This suggests that there is a major disconnect between the theory and practice of in-house compliance regarding OEM approaches to reproductive health hazards in the workplace. The report2 concluded that few large employers actually provide the training and/or equipment that is necessary to inform workers and prevent reproductive health hazards at work, despite nominal statements of compliance. . The tangible results of this project, incorporated into a Model In-House Corporate Compliance Policy for reproductive Health at Work will enable employers to foster the on-going employment of trained and skilled workers who wish to found their family to enjoy enhanced work productivity during their reproductive years. In sum, there is an obvious but ill-defined gap between the requirements for employment of pregnant workers under law, the needs of peri-conceptual workers both male and female, and the reality of daily workplace practices as reflected in either actual work or implementation of in house corporate compliance policies.

Conclusion

The sheer economic force of nanotechnology in commerce will take the changed rules of science and rewrite the rules of global business.

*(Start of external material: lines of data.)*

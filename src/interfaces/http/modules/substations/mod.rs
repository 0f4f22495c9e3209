//! Substation module: public overview and bulk unit reassignment

pub mod dto;
pub mod handlers;

pub use dto::*;
pub use handlers::*;
//! SeaORM implementation of EquipmentRepository
//!
//! Saves are compare-and-swap on the `version` column: the UPDATE only
//! matches the row version the caller read, and bumps it.

use async_trait::async_trait;
use sea_orm::sea_query::Expr;
use sea_orm::{
    ActiveModelTrait, ColumnTrait, DatabaseConnection, DbErr, EntityTrait, QueryFilter,
    QueryOrder, QuerySelect, Set, SqlErr, TransactionTrait,
};
use tracing::debug;

use crate::domain::{
    Cell, CellStatus, CellType, DomainError, DomainResult, EquipmentRepository, EquipmentUnit,
    NewCell, UnitNameplate, UnitType,
};
use crate::infrastructure::database::entities::{cell, ru};

pub struct SeaOrmEquipmentRepository {
    db: DatabaseConnection,
}

impl SeaOrmEquipmentRepository {
    pub fn new(db: DatabaseConnection) -> Self {
        Self { db }
    }
}

// ── Conversion helpers ──────────────────────────────────────────

fn unit_type_to_entity(t: UnitType) -> ru::UnitKind {
    match t {
        UnitType::Kru => ru::UnitKind::Kru,
        UnitType::Tp => ru::UnitKind::Tp,
    }
}

fn unit_type_to_domain(t: ru::UnitKind) -> UnitType {
    match t {
        ru::UnitKind::Kru => UnitType::Kru,
        ru::UnitKind::Tp => UnitType::Tp,
    }
}

fn cell_type_to_entity(t: CellType) -> cell::CellKind {
    match t {
        CellType::Input => cell::CellKind::Input,
        CellType::Sr => cell::CellKind::Sr,
        CellType::Sv => cell::CellKind::Sv,
        CellType::Transformer => cell::CellKind::Transformer,
        CellType::Reserve => cell::CellKind::Reserve,
        CellType::Bus => cell::CellKind::Bus,
        CellType::LowVoltage => cell::CellKind::LowVoltage,
        CellType::Output => cell::CellKind::Output,
        CellType::Protection => cell::CellKind::Protection,
        CellType::Measurement => cell::CellKind::Measurement,
    }
}

fn cell_type_to_domain(t: cell::CellKind) -> CellType {
    match t {
        cell::CellKind::Input => CellType::Input,
        cell::CellKind::Sr => CellType::Sr,
        cell::CellKind::Sv => CellType::Sv,
        cell::CellKind::Transformer => CellType::Transformer,
        cell::CellKind::Reserve => CellType::Reserve,
        cell::CellKind::Bus => CellType::Bus,
        cell::CellKind::LowVoltage => CellType::LowVoltage,
        cell::CellKind::Output => CellType::Output,
        cell::CellKind::Protection => CellType::Protection,
        cell::CellKind::Measurement => CellType::Measurement,
    }
}

fn cell_status_to_entity(s: CellStatus) -> cell::CellState {
    match s {
        CellStatus::On => cell::CellState::On,
        CellStatus::Off => cell::CellState::Off,
        CellStatus::Reserve => cell::CellState::Reserve,
        CellStatus::Error => cell::CellState::Error,
        CellStatus::Maintenance => cell::CellState::Maintenance,
    }
}

fn cell_status_to_domain(s: cell::CellState) -> CellStatus {
    match s {
        cell::CellState::On => CellStatus::On,
        cell::CellState::Off => CellStatus::Off,
        cell::CellState::Reserve => CellStatus::Reserve,
        cell::CellState::Error => CellStatus::Error,
        cell::CellState::Maintenance => CellStatus::Maintenance,
    }
}

fn unit_to_domain(m: ru::Model) -> EquipmentUnit {
    EquipmentUnit {
        id: m.id,
        name: m.name,
        unit_type: unit_type_to_domain(m.unit_type),
        status: m.status,
        substation_id: m.substation_id,
        nameplate: UnitNameplate {
            voltage: m.voltage,
            sections: m.sections,
            cells_count: m.cells_count,
            transformers: m.transformers,
            transformer_power: m.transformer_power,
            location: m.location,
            installation_date: m.installation_date,
            manufacturer: m.manufacturer,
            last_maintenance: m.last_maintenance,
            next_maintenance: m.next_maintenance,
            scheme_type: m.scheme_type,
            total_load_high: m.total_load_high,
            total_load_low: m.total_load_low,
            total_power_high: m.total_power_high,
            total_power_low: m.total_power_low,
            max_capacity_high: m.max_capacity_high,
            max_capacity_low: m.max_capacity_low,
            operational_hours: m.operational_hours,
            last_inspection: m.last_inspection,
            has_high_side: m.has_high_side,
            has_low_side: m.has_low_side,
            bus_sections: m.bus_sections,
            cells_per_section: m.cells_per_section,
        },
        version: m.version,
        created_at: m.created_at,
        updated_at: m.updated_at,
    }
}

fn unit_to_active(u: &EquipmentUnit, version: i32) -> ru::ActiveModel {
    let n = &u.nameplate;
    ru::ActiveModel {
        id: Set(u.id.clone()),
        name: Set(u.name.clone()),
        unit_type: Set(unit_type_to_entity(u.unit_type)),
        status: Set(u.status.clone()),
        substation_id: Set(u.substation_id.clone()),
        voltage: Set(n.voltage.clone()),
        sections: Set(n.sections),
        cells_count: Set(n.cells_count),
        transformers: Set(n.transformers),
        transformer_power: Set(n.transformer_power.clone()),
        location: Set(n.location.clone()),
        installation_date: Set(n.installation_date.clone()),
        manufacturer: Set(n.manufacturer.clone()),
        last_maintenance: Set(n.last_maintenance.clone()),
        next_maintenance: Set(n.next_maintenance.clone()),
        scheme_type: Set(n.scheme_type.clone()),
        total_load_high: Set(n.total_load_high.clone()),
        total_load_low: Set(n.total_load_low.clone()),
        total_power_high: Set(n.total_power_high.clone()),
        total_power_low: Set(n.total_power_low.clone()),
        max_capacity_high: Set(n.max_capacity_high.clone()),
        max_capacity_low: Set(n.max_capacity_low.clone()),
        operational_hours: Set(n.operational_hours),
        last_inspection: Set(n.last_inspection.clone()),
        has_high_side: Set(n.has_high_side),
        has_low_side: Set(n.has_low_side),
        bus_sections: Set(n.bus_sections),
        cells_per_section: Set(n.cells_per_section),
        version: Set(version),
        created_at: Set(u.created_at),
        updated_at: Set(u.updated_at),
    }
}

fn cell_to_domain(m: cell::Model) -> Cell {
    Cell {
        id: m.id,
        ru_id: m.ru_id,
        number: m.number,
        name: m.name,
        cell_type: cell_type_to_domain(m.cell_type),
        status: cell_status_to_domain(m.status),
        voltage: m.voltage,
        voltage_level: m.voltage_level,
        power: m.power,
        description: m.description,
        is_grounded: m.is_grounded,
        last_operation: m.last_operation,
        last_grounded_operation: m.last_grounded_operation,
        transformer_number: m.transformer_number,
        bus_section: m.bus_section,
        current: m.current,
        temperature: m.temperature,
        load: m.load,
        version: m.version,
        created_at: m.created_at,
        updated_at: m.updated_at,
    }
}

fn cell_to_active(c: &Cell, version: i32) -> cell::ActiveModel {
    cell::ActiveModel {
        ru_id: Set(c.ru_id.clone()),
        id: Set(c.id),
        number: Set(c.number.clone()),
        name: Set(c.name.clone()),
        cell_type: Set(cell_type_to_entity(c.cell_type)),
        status: Set(cell_status_to_entity(c.status)),
        voltage: Set(c.voltage.clone()),
        voltage_level: Set(c.voltage_level.clone()),
        power: Set(c.power.clone()),
        description: Set(c.description.clone()),
        is_grounded: Set(c.is_grounded),
        last_operation: Set(c.last_operation),
        last_grounded_operation: Set(c.last_grounded_operation),
        transformer_number: Set(c.transformer_number.clone()),
        bus_section: Set(c.bus_section),
        current: Set(c.current),
        temperature: Set(c.temperature),
        load: Set(c.load),
        version: Set(version),
        created_at: Set(c.created_at),
        updated_at: Set(c.updated_at),
    }
}

fn is_unique_violation(e: &DbErr) -> bool {
    matches!(e.sql_err(), Some(SqlErr::UniqueConstraintViolation(_)))
}

// ── Repository implementation ───────────────────────────────────

#[async_trait]
impl EquipmentRepository for SeaOrmEquipmentRepository {
    async fn find_all_units(&self) -> DomainResult<Vec<EquipmentUnit>> {
        let models = ru::Entity::find()
            .order_by_desc(ru::Column::CreatedAt)
            .order_by_asc(ru::Column::Id)
            .all(&self.db)
            .await
            .map_err(DomainError::storage("list units"))?;

        Ok(models.into_iter().map(unit_to_domain).collect())
    }

    async fn find_unit(&self, id: &str) -> DomainResult<Option<EquipmentUnit>> {
        let model = ru::Entity::find_by_id(id)
            .one(&self.db)
            .await
            .map_err(DomainError::storage("find unit"))?;

        Ok(model.map(unit_to_domain))
    }

    async fn find_units_by_substation(&self, substation_id: &str) -> DomainResult<Vec<EquipmentUnit>> {
        let models = ru::Entity::find()
            .filter(ru::Column::SubstationId.eq(substation_id))
            .order_by_asc(ru::Column::Id)
            .all(&self.db)
            .await
            .map_err(DomainError::storage("list substation units"))?;

        Ok(models.into_iter().map(unit_to_domain).collect())
    }

    async fn insert_unit(&self, unit: EquipmentUnit) -> DomainResult<EquipmentUnit> {
        let stored = unit_to_active(&unit, 0)
            .insert(&self.db)
            .await
            .map_err(|e| {
                if is_unique_violation(&e) {
                    DomainError::Conflict(format!("unit {}", unit.id))
                } else {
                    DomainError::storage("create unit")(e)
                }
            })?;

        Ok(unit_to_domain(stored))
    }

    async fn save_unit(&self, unit: &EquipmentUnit) -> DomainResult<EquipmentUnit> {
        let result = ru::Entity::update_many()
            .set(unit_to_active(unit, unit.version + 1))
            .filter(ru::Column::Id.eq(unit.id.as_str()))
            .filter(ru::Column::Version.eq(unit.version))
            .exec(&self.db)
            .await
            .map_err(DomainError::storage("update unit"))?;

        if result.rows_affected == 0 {
            return Err(match self.find_unit(&unit.id).await? {
                Some(_) => DomainError::StaleWrite {
                    entity: "Unit",
                    value: unit.id.clone(),
                },
                None => DomainError::not_found("Unit", "id", &unit.id),
            });
        }

        self.find_unit(&unit.id)
            .await?
            .ok_or_else(|| DomainError::not_found("Unit", "id", &unit.id))
    }

    async fn find_cells(&self, ru_id: &str) -> DomainResult<Vec<Cell>> {
        let models = cell::Entity::find()
            .filter(cell::Column::RuId.eq(ru_id))
            .order_by_asc(cell::Column::Id)
            .all(&self.db)
            .await
            .map_err(DomainError::storage("list cells"))?;

        Ok(models.into_iter().map(cell_to_domain).collect())
    }

    async fn find_cell(&self, ru_id: &str, cell_id: i32) -> DomainResult<Option<Cell>> {
        let model = cell::Entity::find_by_id((ru_id.to_string(), cell_id))
            .one(&self.db)
            .await
            .map_err(DomainError::storage("find cell"))?;

        Ok(model.map(cell_to_domain))
    }

    async fn insert_cells(&self, ru_id: &str, cells: Vec<NewCell>) -> DomainResult<Vec<Cell>> {
        let txn = self
            .db
            .begin()
            .await
            .map_err(DomainError::storage("add cells"))?;

        if ru::Entity::find_by_id(ru_id)
            .one(&txn)
            .await
            .map_err(DomainError::storage("add cells"))?
            .is_none()
        {
            return Err(DomainError::not_found("Unit", "id", ru_id));
        }

        let max_id: Option<i32> = cell::Entity::find()
            .select_only()
            .column_as(Expr::col(cell::Column::Id).max(), "max_id")
            .filter(cell::Column::RuId.eq(ru_id))
            .into_tuple::<Option<i32>>()
            .one(&txn)
            .await
            .map_err(DomainError::storage("add cells"))?
            .flatten();
        let mut next_id = max_id.unwrap_or(0).saturating_add(1);

        let now = chrono::Utc::now();
        let mut stored = Vec::with_capacity(cells.len());

        for new in cells {
            let id = match new.id {
                Some(id) => id,
                None => next_id,
            };
            let after = id.checked_add(1).ok_or_else(|| {
                DomainError::Validation(format!("cell id {} is out of range", id))
            })?;
            next_id = next_id.max(after);

            let c = Cell {
                id,
                ru_id: ru_id.to_string(),
                number: new.number,
                name: new.name,
                cell_type: new.cell_type,
                status: new.status,
                voltage: new.voltage,
                voltage_level: new.voltage_level,
                power: new.power,
                description: new.description,
                is_grounded: new.is_grounded,
                last_operation: None,
                last_grounded_operation: None,
                transformer_number: new.transformer_number,
                bus_section: new.bus_section,
                current: new.current,
                temperature: new.temperature,
                load: new.load,
                version: 0,
                created_at: now,
                updated_at: now,
            };

            let model = cell_to_active(&c, 0).insert(&txn).await.map_err(|e| {
                if is_unique_violation(&e) {
                    DomainError::Conflict(format!("cell {} in unit {}", id, ru_id))
                } else {
                    DomainError::storage("add cells")(e)
                }
            })?;
            stored.push(cell_to_domain(model));
        }

        txn.commit()
            .await
            .map_err(DomainError::storage("add cells"))?;

        debug!(ru_id, count = stored.len(), "Cells inserted");
        Ok(stored)
    }

    async fn save_cell(&self, c: &Cell) -> DomainResult<Cell> {
        let result = cell::Entity::update_many()
            .set(cell_to_active(c, c.version + 1))
            .filter(cell::Column::RuId.eq(c.ru_id.as_str()))
            .filter(cell::Column::Id.eq(c.id))
            .filter(cell::Column::Version.eq(c.version))
            .exec(&self.db)
            .await
            .map_err(DomainError::storage("update cell"))?;

        if result.rows_affected == 0 {
            return Err(match self.find_cell(&c.ru_id, c.id).await? {
                Some(_) => DomainError::StaleWrite {
                    entity: "Cell",
                    value: format!("{}/{}", c.ru_id, c.id),
                },
                None => DomainError::not_found("Cell", "id", c.id),
            });
        }

        self.find_cell(&c.ru_id, c.id)
            .await?
            .ok_or_else(|| DomainError::not_found("Cell", "id", c.id))
    }
}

The window of opportunity therefore exists to also rewrite the rules governing civil society’s approach to women’s occupational health. Whenusing the term “gender equity” rather than “gender equality,” we suggest an international recognition of the fact that there are biological, cultural, and perhaps legal differences between men and women that cannot make everything inherently equal. However, in the workplace and the greater society that is served by our work, we want that difference to become unimportant, so that the results of regulations and policies are fair. This means making sure that every worker, regardless of gender, has the safety and health protections necessary to enjoy the right to a safe and healthful working environment.

Achieving goals of gender equity while providing a safe and healthful working environment is not only required, but an important feature of due diligence in every employer’s compliance program and the long-term impact of reproductive toxins from workplaces on the health of our posterity.

The future of personalized/individualized medicine, including using genetic engineering and nanotechnology for precision medicine, may change the focal points of these questions of gender equity. We hope that as social barriers in the workplace are removed, women will be treated fairly in places of paid employment throughout the international workplace. In this context, safety engineers and occupational health professionals are on the front lines in a winning battle to do the right thing. We can help to achieve gender equity in the workplace by providing sufficiently protective health and safety standards for all workers.

Researchers should encourage recordkeeping that can be stratified by sex as well as accident/illness data hours of work Nature and duration of exposures.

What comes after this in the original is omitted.